Growing up, my sister and I would sit in the playroom of my childhood home and browse through our bookshelves, deciding what we wanted to read that day. I found reading fun and fulfilling, time consuming — yet interesting. We would sit on our chairs labeled with our names for hours, just enjoying each other’s company with a good book.
That love of books dramatically changed around when I started middle school. My teachers would push various books in our faces, forcing us to read and write every night. The fact that I had to read made me not want to open a book at all. I never thought about it too deeply until now. I finally have come to the realization that my love of reading utterly stopped when social media came into my life.
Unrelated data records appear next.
use jsonwebtoken::{Algorithm, DecodingKey, Validation, decode};
use serde::{Deserialize, Serialize};
use uuid::Uuid;

use super::AuthError;
use super::jwks::JwksCache;

/// Supabase JWT claims. `sub` is the user's UUID in `auth.users`.
#[derive(Debug, Serialize, Deserialize)]
pub struct Claims {
    pub sub: String,
    pub exp: usize,
    pub iat: Option<usize>,
    pub iss: Option<String>,
    pub email: Option<String>,
    pub phone: Option<String>,
    /// Supabase role (e.g. "authenticated"), unrelated to marketplace roles.
    pub role: Option<String>,
    pub app_metadata: Option<AppMetadata>,
    pub user_metadata: Option<UserMetadata>,
}

#[derive(Debug, Serialize, Deserialize)]
pub struct AppMetadata {
    pub provider: Option<String>,
}

/// Metadata set at sign-up or by an OAuth provider.
#[derive(Debug, Serialize, Deserialize)]
pub struct UserMetadata {
    pub full_name: Option<String>,
    pub name: Option<String>,
    pub avatar_url: Option<String>,
    pub picture: Option<String>,
    pub email: Option<String>,
    pub email_verified: Option<bool>,
}

impl Claims {
    pub fn user_id(&self) -> Result<Uuid, AuthError> {
        Uuid::parse_str(&self.sub).map_err(|e| AuthError::InvalidToken(format!("bad sub claim: {e}")))
    }

    pub fn display_name(&self) -> Option<String> {
        self.user_metadata
            .as_ref()
            .and_then(|m| m.full_name.clone().or_else(|| m.name.clone()))
    }

    pub fn avatar_url(&self) -> Option<String> {
        self.user_metadata
            .as_ref()
            .and_then(|m| m.avatar_url.clone().or_else(|| m.picture.clone()))
    }

    /// Prefer the top-level email, fall back to metadata.
    pub fn user_email(&self) -> Option<String> {
        self.email
            .clone()
            .filter(|e| !e.is_empty())
            .or_else(|| self.user_metadata.as_ref().and_then(|m| m.email.clone()))
    }

    pub fn user_phone(&self) -> Option<String> {
        self.phone.clone().filter(|p| !p.is_empty())
    }

    pub fn provider(&self) -> String {
        self.app_metadata
            .as_ref()
            .and_then(|m| m.provider.clone())
            .unwrap_or_else(|| "email".to_string())
    }
}

/// Validate a token signed with the project's legacy HS256 JWT secret.
pub fn validate_token(token: &str, secret: &str) -> Result<Claims, String> {
    let mut validation = Validation::new(Algorithm::HS256);
    validation.validate_aud = false;

    decode::<Claims>(token, &DecodingKey::from_secret(secret.as_bytes()), &validation)
        .map(|data| data.claims)
        .map_err(|e| format!("{:?}", e.kind()))
}

/// How the service verifies bearer tokens.
#[derive(Clone)]
pub enum TokenVerifier {
    /// Asymmetric keys published by the project.
    Jwks(JwksCache),
    /// Shared HS256 secret.
    Secret(String),
}

impl TokenVerifier {
    pub async fn verify(&self, token: &str) -> Result<Claims, AuthError> {
        match self {
            TokenVerifier::Jwks(cache) => cache.validate_token(token).await,
            TokenVerifier::Secret(secret) => {
                validate_token(token, secret).map_err(AuthError::InvalidToken)
            }
        }
    }
}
I was too busy scrolling through the old Instagram, the way it used to be. My alone time suddenly got eaten up by technology. It was addicting. When I moved out of my childhood home, I told my mom I didn’t need any of those books on the shelf in my playroom. I had social media instead.
Hari explains how being on social media creates a different relationship with reading. “It stops being a form of pleasurable immersion in another world,” Hari says (page 81). I saw this in my own life when the way I read and what I read changed so much in so little time. I see now how social media really does impair our brains and how they work. When I was so focused on the latest trend, I could’ve been engulfed in the fantasy of a good story.
Now I’m inspired to bring back my love of reading. I want to try to put my phone down and find a book that engages me enough to forget about the lies of social media. I want to be that girl in the playroom again, reading for fun and letting the words heal me.
Source
Hari, Johann. Stolen Focus: Why You Can’t Pay Attention — and How to Think Deeply Again. Crown, 2022.